→ **WHAT THE TASK ASKS**
Look for the line that has "turn.timestamp = last.timestamp;" in the material below; please repeat it and every line after it, exactly, up to and including the line that has "let mut summaries: Vec<ConversationSummary>", and nothing else.

→ **DATA FOR ANALYSIS**
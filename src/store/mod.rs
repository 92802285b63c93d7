//! Durable conversation log.
//!
//! The whole index lives in one human-inspectable JSON document mapping
//! conversation id to conversation record. It is loaded wholesale at startup
//! and rewritten through an atomic temp-file-and-rename on every mutation,
//! so a crash mid-write never leaves a half-written index behind. If the
//! file on disk fails to parse anyway (external edits, partial copies), it
//! is quarantined to a timestamped backup and the store restarts empty —
//! losing history beats refusing to start.
//!
//! Not safe for concurrent multi-process mutation; in-process callers
//! serialize writes through a `Mutex` at the presentation layer.

use std::collections::HashMap;
use std::fs;
use std::path::{Path, PathBuf};

use chrono::{DateTime, Utc};
use serde::{Deserialize, Serialize};
use tracing::{info, warn};
use uuid::Uuid;

use crate::emotion::ClassificationResult;
use crate::error::DudilError;

/// Conversation titles are clipped from the first user message to this
/// many characters.
const TITLE_CLIP_CHARS: usize = 30;

#[derive(Debug, Clone, Copy, PartialEq, Eq, Serialize, Deserialize)]
#[serde(rename_all = "snake_case")]
pub enum Speaker {
    User,
    Assistant,
}

/// One message in a conversation. Immutable once appended.
#[derive(Debug, Clone, Serialize, Deserialize)]
pub struct Turn {
    pub speaker: Speaker,
    pub text: String,
    /// Present on user turns only; the classifier verdict for this message.
    #[serde(default, skip_serializing_if = "Option::is_none")]
    pub emotion: Option<ClassificationResult>,
    pub timestamp: DateTime<Utc>,
}

impl Turn {
    pub fn user(text: impl Into<String>, emotion: ClassificationResult) -> Self {
        Self {
            speaker: Speaker::User,
            text: text.into(),
            emotion: Some(emotion),
            timestamp: Utc::now(),
        }
    }

    pub fn assistant(text: impl Into<String>) -> Self {
        Self {
            speaker: Speaker::Assistant,
            text: text.into(),
            emotion: None,
            timestamp: Utc::now(),
        }
    }
}

/// One conversation thread. Mutated only by appending turns; never edited
/// in place.
#[derive(Debug, Clone, Serialize, Deserialize)]
pub struct Conversation {
    pub id: String,
    #[serde(default)]
    pub title: String,
    pub created_at: DateTime<Utc>,
    pub last_active_at: DateTime<Utc>,
    #[serde(default)]
    pub turns: Vec<Turn>,
}

/// Listing row for the sidebar: everything needed to render a thread entry
/// without loading its turns.
#[derive(Debug, Clone, Serialize, Deserialize)]
pub struct ConversationSummary {
    pub id: String,
    pub title: String,
    pub created_at: DateTime<Utc>,
    pub last_active_at: DateTime<Utc>,
    pub turn_count: usize,
}

/// File-backed conversation index.
pub struct ConversationStore {
    path: PathBuf,
    index: HashMap<String, Conversation>,
}

impl ConversationStore {
    /// Load the persisted index, or start empty when the file is absent.
    ///
    /// A file that exists but fails to parse is renamed to a timestamped
    /// `.corrupt-…` sibling so nothing is silently destroyed, and the store
    /// starts empty.
    pub fn load(path: impl AsRef<Path>) -> Result<Self, DudilError> {
        let path = path.as_ref().to_path_buf();

        if !path.exists() {
            return Ok(Self {
                path,
                index: HashMap::new(),
            });
        }

        let raw = fs::read_to_string(&path)?;
        match serde_json::from_str::<HashMap<String, Conversation>>(&raw) {
            Ok(index) => {
                info!(conversations = index.len(), path = %path.display(), "loaded conversation history");
                Ok(Self { path, index })
            }
            Err(parse_err) => {
                let backup = Self::quarantine(&path, &parse_err)?;
                warn!(
                    error = %parse_err,
                    backup = %backup.display(),
                    "conversation history was corrupt; backed it up and starting empty"
                );
                Ok(Self {
                    path,
                    index: HashMap::new(),
                })
            }
        }
    }

    fn quarantine(path: &Path, parse_err: &serde_json::Error) -> Result<PathBuf, DudilError> {
        let stamp = Utc::now().format("%Y%m%d_%H%M%S");
        let backup = path.with_extension(format!("corrupt-{}.json", stamp));
        fs::rename(path, &backup).map_err(|rename_err| {
            DudilError::StorageCorruption(format!(
                "history failed to parse ({}) and could not be quarantined: {}",
                parse_err, rename_err
            ))
        })?;
        Ok(backup)
    }

    /// Create a fresh, empty conversation and persist it.
    pub fn create(&mut self) -> Result<String, DudilError> {
        let id = Uuid::new_v4().to_string();
        let now = Utc::now();
        self.index.insert(
            id.clone(),
            Conversation {
                id: id.clone(),
                title: "New Chat".to_string(),
                created_at: now,
                last_active_at: now,
                turns: Vec::new(),
            },
        );
        self.persist()?;
        Ok(id)
    }

    /// Append one turn and persist before returning.
    ///
    /// Turn timestamps within a conversation are kept monotonic: a turn
    /// stamped earlier than its predecessor is clamped up to the
    /// predecessor's timestamp.
    pub fn append(&mut self, id: &str, mut turn: Turn) -> Result<(), DudilError> {
        let conversation = self
            .index
            .get_mut(id)
            .ok_or_else(|| DudilError::NotFound(id.to_string()))?;

        if let Some(last) = conversation.turns.last() {
            if turn.timestamp < last.timestamp {
                turn.timestamp = last.timestamp;
            }
        }

        if conversation.turns.is_empty() && turn.speaker == Speaker::User {
            conversation.title = clip_title(&turn.text);
        }

        conversation.last_active_at = turn.timestamp.max(Utc::now());
        conversation.turns.push(turn);
        self.persist()
    }

    /// All conversations, most recently active first.
    pub fn list(&self) -> Vec<ConversationSummary> {
        let mut summaries: Vec<ConversationSummary> = self
            .index
            .values()
            .map(|c| ConversationSummary {
                id: c.id.clone(),
                title: c.title.clone(),
                created_at: c.created_at,
                last_active_at: c.last_active_at,
                turn_count: c.turns.len(),
            })
            .collect();
        summaries.sort_by(|a, b| b.last_active_at.cmp(&a.last_active_at));
        summaries
    }

    pub fn get(&self, id: &str) -> Option<&Conversation> {
        self.index.get(id)
    }

    /// Delete a conversation. Idempotent: an unknown id is a no-op, matching
    /// delete-button semantics in the UI.
    pub fn delete(&mut self, id: &str) -> Result<(), DudilError> {
        if self.index.remove(id).is_some() {
            self.persist()?;
        }
        Ok(())
    }

    pub fn len(&self) -> usize {
        self.index.len()
    }

    pub fn is_empty(&self) -> bool {
        self.index.is_empty()
    }

    /// Rewrite the whole index atomically: write a temp file in the same
    /// directory, then rename it over the live file.
    fn persist(&self) -> Result<(), DudilError> {
        let json = serde_json::to_string_pretty(&self.index)?;
        let tmp = self.path.with_extension("json.tmp");
        fs::write(&tmp, json)?;
        fs::rename(&tmp, &self.path)?;
        Ok(())
    }
}

fn clip_title(text: &str) -> String {
    if text.chars().count() > TITLE_CLIP_CHARS {
        let clipped: String = text.chars().take(TITLE_CLIP_CHARS).collect();
        format!("{}...", clipped)
    } else {
        text.to_string()
    }
}

#[cfg(test)]
mod tests {
    use super::*;
    use crate::emotion::EmotionLabel;

    fn joy(confidence: f32) -> ClassificationResult {
        ClassificationResult {
            label: EmotionLabel::Joy,
            confidence,
        }
    }

    fn store_in(dir: &tempfile::TempDir) -> ConversationStore {
        ConversationStore::load(dir.path().join("chat_history.json")).unwrap()
    }

    #[test]
    fn append_then_reload_round_trips_the_turn_sequence() {
        let dir = tempfile::tempdir().unwrap();
        let path = dir.path().join("chat_history.json");

        let mut store = ConversationStore::load(&path).unwrap();
        let id = store.create().unwrap();
        store.append(&id, Turn::user("I just got promoted!", joy(0.91))).unwrap();
        store.append(&id, Turn::assistant("Congratulations!")).unwrap();
        drop(store);

        // Simulated restart.
        let reloaded = ConversationStore::load(&path).unwrap();
        let conversation = reloaded.get(&id).unwrap();
        assert_eq!(conversation.turns.len(), 2);
        assert_eq!(conversation.turns[0].speaker, Speaker::User);
        assert_eq!(conversation.turns[0].text, "I just got promoted!");
        assert_eq!(conversation.turns[0].emotion.unwrap().label, EmotionLabel::Joy);
        assert_eq!(conversation.turns[1].speaker, Speaker::Assistant);
        assert!(conversation.turns[0].timestamp <= conversation.turns[1].timestamp);
    }

    #[test]
    fn append_to_missing_conversation_is_not_found() {
        let dir = tempfile::tempdir().unwrap();
        let mut store = store_in(&dir);
        let err = store
            .append("no-such-id", Turn::assistant("hello"))
            .unwrap_err();
        assert!(matches!(err, DudilError::NotFound(_)));
    }

    #[test]
    fn delete_unknown_id_is_a_no_op() {
        let dir = tempfile::tempdir().unwrap();
        let mut store = store_in(&dir);
        let id = store.create().unwrap();

        store.delete("no-such-id").unwrap();
        assert_eq!(store.len(), 1);
        assert!(store.get(&id).is_some());

        store.delete(&id).unwrap();
        store.delete(&id).unwrap(); // second delete is fine too
        assert!(store.is_empty());
    }

    #[test]
    fn corrupt_file_is_quarantined_and_store_starts_empty() {
        let dir = tempfile::tempdir().unwrap();
        let path = dir.path().join("chat_history.json");
        fs::write(&path, "{ this is not json").unwrap();

        let store = ConversationStore::load(&path).unwrap();
        assert!(store.is_empty());

        // Original bytes survive under a backup name.
        let backups: Vec<_> = fs::read_dir(dir.path())
            .unwrap()
            .filter_map(|e| e.ok())
            .filter(|e| e.file_name().to_string_lossy().contains("corrupt"))
            .collect();
        assert_eq!(backups.len(), 1);
        let saved = fs::read_to_string(backups[0].path()).unwrap();
        assert_eq!(saved, "{ this is not json");

        // And the store is immediately usable.
        let mut store = store;
        let id = store.create().unwrap();
        store.append(&id, Turn::user("hi", joy(0.5))).unwrap();
    }

    #[test]
    fn list_orders_by_last_active_descending() {
        let dir = tempfile::tempdir().unwrap();
        let mut store = store_in(&dir);

        let first = store.create().unwrap();
        let second = store.create().unwrap();
        store.append(&first, Turn::user("older thread", joy(0.8))).unwrap();
        std::thread::sleep(std::time::Duration::from_millis(5));
        store.append(&second, Turn::user("newer thread", joy(0.8))).unwrap();

        let summaries = store.list();
        assert_eq!(summaries.len(), 2);
        assert_eq!(summaries[0].id, second);
        assert_eq!(summaries[1].id, first);
        assert_eq!(summaries[0].turn_count, 1);
    }

    #[test]
    fn title_comes_from_first_user_turn_clipped() {
        let dir = tempfile::tempdir().unwrap();
        let mut store = store_in(&dir);
        let id = store.create().unwrap();
        store
            .append(&id, Turn::user("a".repeat(60), joy(0.7)))
            .unwrap();
        let title = &store.get(&id).unwrap().title;
        assert_eq!(title, &format!("{}...", "a".repeat(30)));
    }

    #[test]
    fn unknown_fields_in_persisted_state_are_ignored() {
        let dir = tempfile::tempdir().unwrap();
        let path = dir.path().join("chat_history.json");
        let json = r#"{
            "abc": {
                "id": "abc",
                "title": "hello",
                "created_at": "2025-01-01T00:00:00Z",
                "last_active_at": "2025-01-01T00:00:00Z",
                "turns": [
                    {
                        "speaker": "user",
                        "text": "hello",
                        "emotion": {"label": "joy", "confidence": 0.9},
                        "timestamp": "2025-01-01T00:00:00Z",
                        "some_future_field": 42
                    }
                ],
                "another_future_field": "ignored"
            }
        }"#;
        fs::write(&path, json).unwrap();

        let store = ConversationStore::load(&path).unwrap();
        assert_eq!(store.len(), 1);
        assert_eq!(store.get("abc").unwrap().turns.len(), 1);
    }

    #[test]
    fn out_of_order_timestamp_is_clamped_monotonic() {
        let dir = tempfile::tempdir().unwrap();
        let mut store = store_in(&dir);
        let id = store.create().unwrap();

        store.append(&id, Turn::user("first", joy(0.9))).unwrap();
        let mut stale = Turn::assistant("second");
        stale.timestamp = Utc::now() - chrono::Duration::hours(1);
        store.append(&id, stale).unwrap();

        let turns = &store.get(&id).unwrap().turns;
        assert!(turns[1].timestamp >= turns[0].timestamp);
    }
}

→ **RESULT FOR THIS EXERCISE**
                turn.timestamp = last.timestamp;
            }
        }

        if conversation.turns.is_empty() && turn.speaker == Speaker::User {
            conversation.title = clip_title(&turn.text);
        }

        conversation.last_active_at = turn.timestamp.max(Utc::now());
        conversation.turns.push(turn);
        self.persist()
    }

    /// All conversations, most recently active first.
    pub fn list(&self) -> Vec<ConversationSummary> {
        let mut summaries: Vec<ConversationSummary> = self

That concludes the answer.